Im 200. Heft fragt Das Argument: „Brauchen wir einen neuen Antifaschismus?“ Vielleicht ist schon die Frage falsch gestellt – nach dem Satz, daß der Faschismus so falsch war, daß nicht einmal sein Gegenteil richtig ist. Aber immerhin wird hier gefragt, und die Autoren haben sich zu Antworten provozieren lassen, an denen manches brauchbar ist.

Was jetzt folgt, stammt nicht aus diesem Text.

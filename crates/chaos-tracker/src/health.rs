//! Cluster health as seen by the tracker.
//!
//! Health answers come from a [`ClusterStateProvider`] and are cached per
//! cluster. A cached answer is served until it is older than the refresh
//! time; after that the provider is asked again, and if it cannot answer
//! the old answer survives until it expires.

use async_trait::async_trait;
use parking_lot::{Mutex, RwLock};
use std::collections::{BTreeMap, BTreeSet};
use std::fmt;
use std::time::{Duration, Instant};
use tracing::{debug, warn};

use chaos_meta::config::BundleHealthCacheConfig;
use chaos_meta::error::ChaosResult;

/// Source of per-cluster health.
#[async_trait]
pub trait ClusterStateProvider: Send + Sync + fmt::Debug {
    /// Whether the bundle serving replica tables on `cluster` is healthy.
    /// An error means the cluster could not be asked.
    async fn probe_bundle_health(&self, cluster: &str) -> ChaosResult<bool>;
}

/// Health set by hand. Clusters never marked are healthy.
#[derive(Debug, Default)]
pub struct ManualClusterState {
    unhealthy: RwLock<BTreeSet<String>>,
    unreachable: RwLock<BTreeSet<String>>,
}

impl ManualClusterState {
    /// Every cluster healthy.
    pub fn new() -> Self {
        Self::default()
    }

    /// Marks a cluster healthy or unhealthy.
    pub fn set_healthy(&self, cluster: &str, healthy: bool) {
        let mut unhealthy = self.unhealthy.write();
        if healthy {
            unhealthy.remove(cluster);
        } else {
            unhealthy.insert(cluster.to_string());
        }
    }

    /// Makes probes of a cluster fail.
    pub fn set_reachable(&self, cluster: &str, reachable: bool) {
        let mut unreachable = self.unreachable.write();
        if reachable {
            unreachable.remove(cluster);
        } else {
            unreachable.insert(cluster.to_string());
        }
    }
}

#[async_trait]
impl ClusterStateProvider for ManualClusterState {
    async fn probe_bundle_health(&self, cluster: &str) -> ChaosResult<bool> {
        if self.unreachable.read().contains(cluster) {
            return Err(chaos_meta::error::ChaosError::Timeout {
                what: format!("bundle health probe of {}", cluster),
            });
        }
        Ok(!self.unhealthy.read().contains(cluster))
    }
}

#[derive(Clone, Copy, Debug)]
struct CachedHealth {
    healthy: bool,
    updated_at: Instant,
    probe_failed: bool,
}

/// Per-cluster cache of bundle health.
#[derive(Debug)]
pub struct BundleHealthCache {
    refresh_time: Duration,
    expire_after_success: Duration,
    expire_after_failure: Duration,
    entries: Mutex<BTreeMap<String, CachedHealth>>,
}

impl BundleHealthCache {
    /// Empty cache with the given TTLs.
    pub fn new(config: &BundleHealthCacheConfig) -> Self {
        Self {
            refresh_time: Duration::from_millis(config.refresh_time_ms),
            expire_after_success: Duration::from_millis(config.expire_after_successful_update_time_ms),
            expire_after_failure: Duration::from_millis(config.expire_after_failed_update_time_ms),
            entries: Mutex::new(BTreeMap::new()),
        }
    }

    /// Cached answer for `cluster`, if it has not expired.
    pub fn cached(&self, cluster: &str, now: Instant) -> Option<bool> {
        let entries = self.entries.lock();
        let entry = entries.get(cluster)?;
        let ttl = if entry.probe_failed {
            self.expire_after_failure
        } else {
            self.expire_after_success
        };
        (now.saturating_duration_since(entry.updated_at) < ttl).then_some(entry.healthy)
    }

    fn needs_refresh(&self, cluster: &str, now: Instant) -> bool {
        self.entries
            .lock()
            .get(cluster)
            .map(|e| now.saturating_duration_since(e.updated_at) >= self.refresh_time)
            .unwrap_or(true)
    }

    /// Health of `cluster`, probing when the cached answer is stale.
    /// A cluster with no live answer counts as unhealthy.
    pub async fn health(&self, cluster: &str, provider: &dyn ClusterStateProvider, now: Instant) -> bool {
        if self.needs_refresh(cluster, now) {
            match provider.probe_bundle_health(cluster).await {
                Ok(healthy) => {
                    self.entries.lock().insert(
                        cluster.to_string(),
                        CachedHealth {
                            healthy,
                            updated_at: now,
                            probe_failed: false,
                        },
                    );
                    debug!(%cluster, healthy, "bundle health refreshed");
                }
                Err(e) => {
                    warn!(%cluster, error = %e, "bundle health probe failed");
                    let mut entries = self.entries.lock();
                    let expired = entries
                        .get(cluster)
                        .map(|entry| {
                            !entry.probe_failed
                                && now.saturating_duration_since(entry.updated_at) >= self.expire_after_success
                        })
                        .unwrap_or(true);
                    if expired {
                        entries.insert(
                            cluster.to_string(),
                            CachedHealth {
                                healthy: false,
                                updated_at: now,
                                probe_failed: true,
                            },
                        );
                    }
                }
            }
        }
        self.cached(cluster, now).unwrap_or(false)
    }

    /// Drops every cached answer.
    pub fn clear(&self) {
        self.entries.lock().clear();
    }
}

Wolfgang Fritz Haug, der die Zeitschrift vor 34 Jahren mitbegründet hat, traut heute auch dem höchst verhaltenen Optimismus nicht mehr, der noch vor wenigen Jahren seine eigene Schrift über den Weg vom „hilflosen Antifaschismus zur Gnade der späten Geburt“ (1987) kennzeichnete. Die von den Siegermächten etablierte Nachkriegsordnung, in die – vor allem durch die deutsche Teilung – „ein Stück Vergangenheitsverhältnis eingeschrieben“ war, ist zusammengebrochen; werden die Lehren aus der nazistischen Erfahrung nun genauso zerfallen wie jene Weltordnung, die sie einst begründeten? Droht eine neue Barbarei aus historischer Amnesie? Zum Glück vermeiden die Autoren des Hefts die panikartigen Ausfälle in die Geschichtsphilosophie, die üblicherweise auf solche Fragen folgen.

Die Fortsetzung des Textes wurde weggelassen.